__Your instructions__. Look through the data below for the line with "self.interval = interval;", and transcribe it exactly together with each line after it up to and including the line with "for i in (prev". Give nothing else.
-*-
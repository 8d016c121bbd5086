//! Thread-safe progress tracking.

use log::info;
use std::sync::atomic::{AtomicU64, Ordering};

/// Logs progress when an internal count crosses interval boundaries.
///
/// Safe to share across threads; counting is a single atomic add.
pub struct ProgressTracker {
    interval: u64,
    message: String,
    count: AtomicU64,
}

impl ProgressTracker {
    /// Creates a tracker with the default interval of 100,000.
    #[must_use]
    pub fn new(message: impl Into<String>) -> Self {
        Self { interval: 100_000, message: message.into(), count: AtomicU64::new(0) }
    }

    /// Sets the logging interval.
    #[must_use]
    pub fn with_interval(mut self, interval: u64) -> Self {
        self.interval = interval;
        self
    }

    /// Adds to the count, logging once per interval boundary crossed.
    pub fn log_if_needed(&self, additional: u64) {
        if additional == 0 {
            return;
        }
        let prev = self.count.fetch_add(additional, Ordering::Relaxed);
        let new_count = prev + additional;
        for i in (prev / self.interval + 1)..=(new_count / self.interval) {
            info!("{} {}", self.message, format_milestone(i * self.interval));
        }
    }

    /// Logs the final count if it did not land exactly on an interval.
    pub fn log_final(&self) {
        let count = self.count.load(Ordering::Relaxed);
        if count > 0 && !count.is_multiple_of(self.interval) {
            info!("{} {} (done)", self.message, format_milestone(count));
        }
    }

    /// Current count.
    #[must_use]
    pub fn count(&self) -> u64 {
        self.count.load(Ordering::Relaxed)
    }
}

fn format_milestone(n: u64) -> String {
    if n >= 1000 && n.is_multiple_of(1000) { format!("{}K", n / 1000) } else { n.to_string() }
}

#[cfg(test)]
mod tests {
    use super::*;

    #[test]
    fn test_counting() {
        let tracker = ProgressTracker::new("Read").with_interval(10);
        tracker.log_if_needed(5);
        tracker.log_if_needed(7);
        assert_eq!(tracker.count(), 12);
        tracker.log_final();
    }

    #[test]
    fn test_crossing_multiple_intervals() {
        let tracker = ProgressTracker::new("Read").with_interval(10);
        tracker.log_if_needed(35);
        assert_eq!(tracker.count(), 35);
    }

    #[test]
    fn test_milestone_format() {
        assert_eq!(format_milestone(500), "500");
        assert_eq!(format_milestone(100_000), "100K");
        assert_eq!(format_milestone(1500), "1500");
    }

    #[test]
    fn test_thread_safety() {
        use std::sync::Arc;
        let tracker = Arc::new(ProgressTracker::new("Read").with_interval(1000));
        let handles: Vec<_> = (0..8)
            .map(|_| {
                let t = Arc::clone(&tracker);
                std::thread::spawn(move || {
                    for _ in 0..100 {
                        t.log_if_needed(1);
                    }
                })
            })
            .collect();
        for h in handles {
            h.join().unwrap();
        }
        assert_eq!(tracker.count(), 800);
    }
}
-*-
__Task answer__.
        self.interval = interval;
        self
    }

    /// Adds to the count, logging once per interval boundary crossed.
    pub fn log_if_needed(&self, additional: u64) {
        if additional == 0 {
            return;
        }
        let prev = self.count.fetch_add(additional, Ordering::Relaxed);
        let new_count = prev + additional;
        for i in (prev / self.interval + 1)..=(new_count / self.interval) {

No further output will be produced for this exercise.